About

The Problem

Infections with parasitic worms (helminths) caused by soil-transmitted helminths and schistosomes continue to cause a massive global health burden. More than a billion people suffer from the debilitating effects of infections with such parasites, including schistosomes or hookworms.

Despite mass drug treatment programs large numbers of people living in endemic areas remain infected or get rapidly reinfected because they have not developed resistance to new infections.

Vaccines could offer a solution and enable control and elimination of helminth infections. There are several reasons why  effective helminth vaccines do not yet exist:

  • Vaccine target discovery approaches are not well-developed.

  • Protective immune mechanisms effective against these complex parasitic organisms are only partially clarified at best.

  • Production platforms tailored to specific helminth vaccine requirements are not available.

  • A pipeline for selecting and rapidly progressing pre-clinical and clinical vaccine candidates is generally lacking.
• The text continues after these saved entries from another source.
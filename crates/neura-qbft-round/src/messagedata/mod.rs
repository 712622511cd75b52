pub mod qbft_v1;
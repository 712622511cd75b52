use crate::messagewrappers::bft_message::BftMessage;
use crate::payload::{PreparePayload, ProposalPayload, RoundChangePayload};
use crate::types::{QbftBlock, SignedData};
use std::ops::Deref;

/// A proposed block for a round, with the round-change and prepare
/// certificates justifying it. Both certificate lists are empty in round 0.
#[derive(Debug, Clone, PartialEq, Eq)]
pub struct Proposal {
    inner: BftMessage<ProposalPayload>,
    round_changes: Vec<SignedData<RoundChangePayload>>,
    prepares: Vec<SignedData<PreparePayload>>,
}

impl Deref for Proposal {
    type Target = BftMessage<ProposalPayload>;
    fn deref(&self) -> &Self::Target {
        &self.inner
    }
}

impl Proposal {
    pub fn new(
        signed_payload: SignedData<ProposalPayload>,
        round_changes: Vec<SignedData<RoundChangePayload>>,
        prepares: Vec<SignedData<PreparePayload>>,
    ) -> Self {
        Self { inner: BftMessage::new(signed_payload), round_changes, prepares }
    }

    pub fn round_changes(&self) -> &[SignedData<RoundChangePayload>] {
        &self.round_changes
    }

    pub fn prepares(&self) -> &[SignedData<PreparePayload>] {
        &self.prepares
    }

    pub fn block(&self) -> &QbftBlock {
        &self.payload().proposed_block
    }
}
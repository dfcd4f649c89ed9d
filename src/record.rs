//! Row codec and the emitted record type.
//!
//! Converts one dataset row into the opaque JSON payload handed to the emit
//! sink. Encoding is pure and deterministic; the codec holds only the
//! queried column paths so values can be keyed by path.

use bytes::Bytes;
use snafu::prelude::*;

use crate::dataset::Row;
use crate::error::{ColumnCountMismatchSnafu, EncodeError, JsonSnafu};

/// A record emitted downstream: a one-field wrapper over the serialized
/// payload.
#[derive(Debug, Clone)]
pub struct SourceRecord {
    /// The serialized row, as JSON bytes.
    pub payload: Bytes,
}

/// Encodes rows into [`SourceRecord`]s.
#[derive(Debug, Clone)]
pub struct RowCodec {
    paths: Vec<String>,
}

impl RowCodec {
    /// Create a codec for rows queried over the given column paths.
    pub fn new(paths: Vec<String>) -> Self {
        Self { paths }
    }

    /// Encode one row as a JSON record:
    /// `{"timestamp": ..., "columns": {"<path>": <value>, ...}}`.
    ///
    /// Total over any row a conforming dataset produces; the error paths
    /// (value the encoder cannot represent, arity mismatch with the queried
    /// paths) must never occur for contracted inputs.
    pub fn encode(&self, row: &Row) -> Result<SourceRecord, EncodeError> {
        ensure!(
            row.values.len() == self.paths.len(),
            ColumnCountMismatchSnafu {
                values: row.values.len(),
                paths: self.paths.len(),
            }
        );

        let mut columns = serde_json::Map::with_capacity(self.paths.len());
        for (path, value) in self.paths.iter().zip(&row.values) {
            columns.insert(path.clone(), serde_json::to_value(value).context(JsonSnafu)?);
        }

        let payload = serde_json::json!({
            "timestamp": row.timestamp,
            "columns": columns,
        });

        let bytes = serde_json::to_vec(&payload).context(JsonSnafu)?;
        Ok(SourceRecord {
            payload: Bytes::from(bytes),
        })
    }
}

#[cfg(test)]
mod tests {
    use super::*;
    use crate::dataset::ColumnValue;

    fn codec() -> RowCodec {
        RowCodec::new(vec![
            "device1.temperature".to_string(),
            "device1.status".to_string(),
        ])
    }

    #[test]
    fn test_round_trip() {
        let row = Row {
            timestamp: 1700000000000,
            values: vec![
                ColumnValue::Double(21.5),
                ColumnValue::Text("ok".to_string()),
            ],
        };

        let record = codec().encode(&row).unwrap();
        let decoded: serde_json::Value = serde_json::from_slice(&record.payload).unwrap();

        assert_eq!(decoded["timestamp"], 1700000000000i64);
        assert_eq!(decoded["columns"]["device1.temperature"], 21.5);
        assert_eq!(decoded["columns"]["device1.status"], "ok");
    }

    #[test]
    fn test_null_and_integer_values() {
        let row = Row {
            timestamp: 5,
            values: vec![ColumnValue::Null, ColumnValue::Int64(-7)],
        };

        let record = codec().encode(&row).unwrap();
        let decoded: serde_json::Value = serde_json::from_slice(&record.payload).unwrap();

        assert!(decoded["columns"]["device1.temperature"].is_null());
        assert_eq!(decoded["columns"]["device1.status"], -7);
    }

    #[test]
    fn test_encoding_is_deterministic() {
        let row = Row {
            timestamp: 1,
            values: vec![ColumnValue::Boolean(true), ColumnValue::Int32(3)],
        };

        let first = codec().encode(&row).unwrap();
        let second = codec().encode(&row).unwrap();
        assert_eq!(first.payload, second.payload);
    }

    #[test]
    fn test_column_count_mismatch() {
        let row = Row {
            timestamp: 1,
            values: vec![ColumnValue::Int64(1)],
        };

        let err = codec().encode(&row).unwrap_err();
        assert!(matches!(err, EncodeError::ColumnCountMismatch { .. }));
    }
}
Moreover, controlled human infection models that have been shown to accelerate the clinical development of vaccines against other types of infectious diseases are only now being developed and optimized for some human helminth infections. These models have not yet been widely implemented in helminth vaccine development programs to date.

Our approach

The WORMVACS2.0 consortium aims to establish an effective pipeline to support helminth vaccine development through the development and application of an innovative programme based on application of controlled human infection models, novel platforms for helminth vaccine/vaccine antigen production, experimental pre-clinical models, and improved target discovery methodology applying state-of-the-art immunological profiling to identify correlates and signatures of protection. The proposed project will have an immediate application in vaccine development for schistosome and hookworm infections, arguably the most important of the helminth infections in terms of detrimental effects on global human health.

The objectives of WORMVACS2.0 are to:

  • Fill critical gaps in our knowledge of human immunology, including protective immunity, through the use of biospecimens and data derived from controlled human infection models with Necator americanus (intestinal nematode, hookworm) and Schistosoma mansoni (trematode, blood fluke), that were or will be carried out in volunteers from both non-endemic as well as endemic areas.

  • Establish a pipeline of informed vaccine discovery and development by deriving novel candidate antigens from human immunological and molecular parasitological data and from pre-clinical vaccination models, and the implementation of innovative production platforms that allow rapid production, engineering, and adaptation of diverse helminth vaccine antigens for pre-clinical and clinical testing.

  • Optimise the efficacy of existing but yet suboptimal early clinical/late pre-clinical vaccine candidates for S. mansoni and N. americanus infections.